Goal of the exercise » State how many lines in the following entries hold the word "sensor". The reply is that number only.

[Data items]
//! The XYZ tile pipeline.
//!
//! The batch pipeline specialized to a single Web-Mercator tile: search with
//! an `intersects` polygon, filter, native tile reads, per-scene band math,
//! optional time aggregation, colormap. Rendered tiles are memoized by the
//! full request fingerprint with a per-entry TTL, so map clients hammering
//! the same tile do not repeat any catalog or COG I/O.

use crate::config::{TilePlan, TileRequest};
use anyhow::Result;
use moka::future::Cache;
use ndarray::{Array3, Axis};
use std::sync::Arc;
use std::time::Duration;
use vcube_core::stac::{CatalogClient, SearchArea, SearchQuery};
use vcube_core::{EngineError, Scene, TileCoord, filter, stack};
use vcube_image::{colorize, compose_rgb, png_bytes};
use vcube_raster::read_tile;

/// The memoized outcome of one tile request.
#[derive(Clone)]
struct CachedTile {
	png: Arc<Vec<u8>>,
	scene: Scene,
}

/// Generates and caches XYZ tiles.
pub struct TileProcessor {
	catalog: CatalogClient,
	cache: Cache<String, CachedTile>,
	deadline: Duration,
}

/// Default per-entry lifetime of a rendered tile.
pub const DEFAULT_CACHE_TTL: Duration = Duration::from_secs(60);
/// Default wall-clock deadline of one tile request.
pub const DEFAULT_DEADLINE: Duration = Duration::from_secs(120);

// entries expire by TTL; the capacity cap only bounds pathological traffic
const CACHE_CAPACITY: u64 = 4096;

impl TileProcessor {
	pub fn new(cache_ttl: Duration, deadline: Duration) -> TileProcessor {
		TileProcessor {
			catalog: CatalogClient::new(),
			cache: Cache::builder()
				.time_to_live(cache_ttl)
				.max_capacity(CACHE_CAPACITY)
				.build(),
			deadline,
		}
	}

	/// Serves one tile: validated, memoized, deadline-bounded.
	///
	/// Returns the PNG bytes and the representative scene descriptor.
	pub async fn generate_tile(&self, request: &TileRequest) -> Result<(Vec<u8>, Scene)> {
		let plan = request.validated()?;
		let key = request.cache_key(&plan);

		if let Some(hit) = self.cache.get(&key).await {
			log::debug!("tile cache hit for {key}");
			return Ok((hit.png.as_ref().clone(), hit.scene));
		}

		let rendered = tokio::time::timeout(self.deadline, self.render_tile(request, &plan))
			.await
			.map_err(|_| anyhow::Error::from(EngineError::Timeout(self.deadline.as_secs())))??;

		self
			.cache
			.insert(
				key,
				CachedTile {
					png: Arc::new(rendered.0.clone()),
					scene: rendered.1.clone(),
				},
			)
			.await;
		Ok(rendered)
	}

	async fn render_tile(&self, request: &TileRequest, plan: &TilePlan) -> Result<(Vec<u8>, Scene)> {
		let coord = plan.coord;
		let bbox = coord.to_geo_bbox()?;

		let query = SearchQuery {
			sensor: plan.sensor,
			start_date: request.start_date,
			end_date: request.end_date,
			cloud_cover: request.cloud_cover,
			area: SearchArea::Polygon(bbox.as_geojson()),
		};
		let scenes = self.catalog.search(&query).await?;
		if scenes.is_empty() {
			return Err(EngineError::no_results(format!("no scenes found for tile {coord:?}")));
		}

		let contained = filter::retain_containing(scenes, &bbox);
		if contained.is_empty() {
			return Err(EngineError::no_results(format!(
				"no scene fully contains tile {coord:?}"
			)));
		}

		let selected = if request.latest {
			let mut latest = filter::latest_per_grid(contained);
			latest.truncate(1);
			latest
		} else {
			let deduped = plan.sensor.dedup_overlapping(contained);
			filter::smart_filter(deduped, request.start_date, request.end_date)
		};
		if selected.is_empty() {
			return Err(EngineError::no_results(format!(
				"no overlapping image found for tile {coord:?}"
			)));
		}

		// per-scene tile reads for band1 (and band2 when requested)
		let mut tiles: Vec<(Array3<f64>, Option<Array3<f64>>)> = Vec::with_capacity(selected.len());
		for scene in &selected {
			let band1 = self.fetch_tile(plan, scene, &request.band1, &coord).await?;
			let band2 = match &request.band2 {
				Some(band2) => Some(self.fetch_tile(plan, scene, band2, &coord).await?),
				None => None,
			};
			tiles.push((band1, band2));
		}

		let representative = selected[0].clone();

		// RGB shortcut: an identity formula over a multi-channel asset is
		// served as a plain composite without a colormap
		if request.latest && request.band2.is_none() && plan.formula.is_identity() && tiles[0].0.dim().0 >= 2 {
			let png = png_bytes(&compose_rgb(&tiles[0].0))?;
			return Ok((png, representative));
		}

		let img = if request.latest {
			let (band1, band2) = &tiles[0];
			let result = evaluate_tile(plan, band1, band2.as_ref())?;
			colorize(&result.index_axis(Axis(0), 0).to_owned(), &plan.colormap)
		} else {
			let mut layers = Vec::with_capacity(tiles.len());
			for (band1, band2) in &tiles {
				layers.push(evaluate_tile(plan, band1, band2.as_ref())?);
			}
			let stacked = stack::stack_time(&layers)?;
			let aggregate = stack::reduce_time(&stacked, plan.operation);
			colorize(&aggregate.index_axis(Axis(0), 0).to_owned(), &plan.colormap)
		};

		Ok((png_bytes(&img)?, representative))
	}

	async fn fetch_tile(&self, plan: &TilePlan, scene: &Scene, band: &str, coord: &TileCoord) -> Result<Array3<f64>> {
		let href = self.catalog.resolve_href(plan.sensor, scene.asset_href(band)?).await?;
		let coord = *coord;
		tokio::task::spawn_blocking(move || read_tile(&href, &coord))
			.await
			.map_err(|join_error| EngineError::reader(format!("tile read worker failed: {join_error}")))?
	}
}

impl Default for TileProcessor {
	fn default() -> TileProcessor {
		TileProcessor::new(DEFAULT_CACHE_TTL, DEFAULT_DEADLINE)
	}
}

/// Applies the formula to one scene's tile, always producing `(1, H, W)`.
fn evaluate_tile(plan: &TilePlan, band1: &Array3<f64>, band2: Option<&Array3<f64>>) -> Result<Array3<f64>> {
	let lhs = band1.index_axis(Axis(0), 0).to_owned();
	let result = match band2 {
		Some(band2) => {
			let rhs = band2.index_axis(Axis(0), 0).to_owned();
			plan.formula.apply(&lhs, Some(&rhs))?
		}
		None => plan.formula.apply(&lhs, None)?,
	};
	Ok(result.insert_axis(Axis(0)))
}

Problem solution » 3